The annexin A2 system and vascular homeostasis.
Review
Overview
abstract
Optimal fibrin balance requires precisely controlled plasmin generation on the surface of endothelial cells, which line the blood vessel wall. As a co-receptor for plasminogen and tissue plasminogen activator (tPA), which are key factors in plasmin generation, the annexin A2 (A2) complex promotes vascular fibrinolysis. The intracellular A2 complex is a heterotetramer of two A2 monomers and two copies of the associated protein, p11. In response to endothelial cell activation, A2 is phosphorylated by src-kinase, and translocated to the cell surface in a highly regulated manner. Over-expression of A2 is seen in acute promyelocytic leukemia during the early hemorrhagic phase, while high titer antibodies to A2, as in antiphospholipid syndrome or cerebral venous thrombosis, are associated with thrombosis.

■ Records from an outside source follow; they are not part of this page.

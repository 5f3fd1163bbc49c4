pub mod activity;
pub mod calculator;
pub mod config;
pub mod factors;
pub mod ledger;
pub mod offset;
pub mod output;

In experimental hyperhomocysteinemia, moreover, derivatization of A2 by homocysteine leads to intravascular fibrin accumulation and dysangiogenesis, features that phenocopy the Anxa2(-/-) mouse. Exogenous A2 may also offer a novel therapeutic approach to ischemic thrombotic stroke, as administration of A2 in conjunction with conventional tPA-based thrombolytic therapy improved outcome in an animal model. Here, we discuss the role of the A2 system in vascular homeostasis, the molecular interactions that regulate its profibrinolytic activity, and its potential role in the pathogenesis and treatment of vascular disease.